---------- Records provided ----------

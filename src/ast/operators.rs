use serde::{Deserialize, Serialize};

/// Comparison operators.
#[derive(Debug, Clone, Copy, PartialEq, Eq, Serialize, Deserialize)]
pub enum ComparisonOp {
    /// Equal (=)
    Eq,
    /// Not equal (<>)
    Ne,
    /// Greater than or equal (>=)
    Ge,
    /// Greater than (>)
    Gt,
    /// Less than or equal (<=)
    Le,
    /// Less than (<)
    Lt,
}

impl ComparisonOp {
    /// Returns the SQL symbol for this operator.
    pub fn sql_symbol(&self) -> &'static str {
        match self {
            ComparisonOp::Eq => "=",
            ComparisonOp::Ne => "<>",
            ComparisonOp::Ge => ">=",
            ComparisonOp::Gt => ">",
            ComparisonOp::Le => "<=",
            ComparisonOp::Lt => "<",
        }
    }

    /// Operator selecting exactly the rows this one rejects (NULLs aside).
    pub fn negated(&self) -> Self {
        match self {
            ComparisonOp::Eq => ComparisonOp::Ne,
            ComparisonOp::Ne => ComparisonOp::Eq,
            ComparisonOp::Ge => ComparisonOp::Lt,
            ComparisonOp::Gt => ComparisonOp::Le,
            ComparisonOp::Le => ComparisonOp::Gt,
            ComparisonOp::Lt => ComparisonOp::Ge,
        }
    }

    /// Returns true for equality operators, the only ones defined on composites.
    pub fn is_equality(&self) -> bool {
        matches!(self, ComparisonOp::Eq | ComparisonOp::Ne)
    }

    pub fn name(&self) -> &'static str {
        match self {
            ComparisonOp::Eq => "eq",
            ComparisonOp::Ne => "ne",
            ComparisonOp::Ge => "ge",
            ComparisonOp::Gt => "gt",
            ComparisonOp::Le => "le",
            ComparisonOp::Lt => "lt",
        }
    }
}

/// Sort order direction.
#[derive(Debug, Clone, Copy, PartialEq, Eq, Serialize, Deserialize, Default)]
pub enum SortOrder {
    #[default]
    Asc,
    Desc,
}

impl SortOrder {
    pub fn sql_keyword(&self) -> &'static str {
        match self {
            SortOrder::Asc => "ASC",
            SortOrder::Desc => "DESC",
        }
    }
}

/// Join Type
#[derive(Debug, Clone, Copy, PartialEq, Eq, Hash, Serialize, Deserialize)]
pub enum JoinKind {
    Inner,
    /// LEFT OUTER JOIN
    Left,
}

impl JoinKind {
    pub fn sql_keyword(&self) -> &'static str {
        match self {
            JoinKind::Inner => "JOIN",
            JoinKind::Left => "LEFT JOIN",
        }
    }
}

/// Set operation type for combining queries
#[derive(Debug, Clone, Copy, PartialEq, Eq, Serialize, Deserialize)]
pub enum SetOp {
    /// UNION (removes duplicates)
    Union,
    /// INTERSECT (common rows)
    Intersect,
    /// EXCEPT (rows in first but not second)
    Except,
}

impl SetOp {
    pub fn sql_keyword(&self) -> &'static str {
        match self {
            SetOp::Union => "UNION",
            SetOp::Intersect => "INTERSECT",
            SetOp::Except => "EXCEPT",
        }
    }
}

----------

• Problem to work on
Look over the records above and filter for each line with the word "Clone".

• Your response
#[derive(Debug, Clone, Copy, PartialEq, Eq, Serialize, Deserialize)]
#[derive(Debug, Clone, Copy, PartialEq, Eq, Serialize, Deserialize, Default)]
#[derive(Debug, Clone, Copy, PartialEq, Eq, Hash, Serialize, Deserialize)]
#[derive(Debug, Clone, Copy, PartialEq, Eq, Serialize, Deserialize)]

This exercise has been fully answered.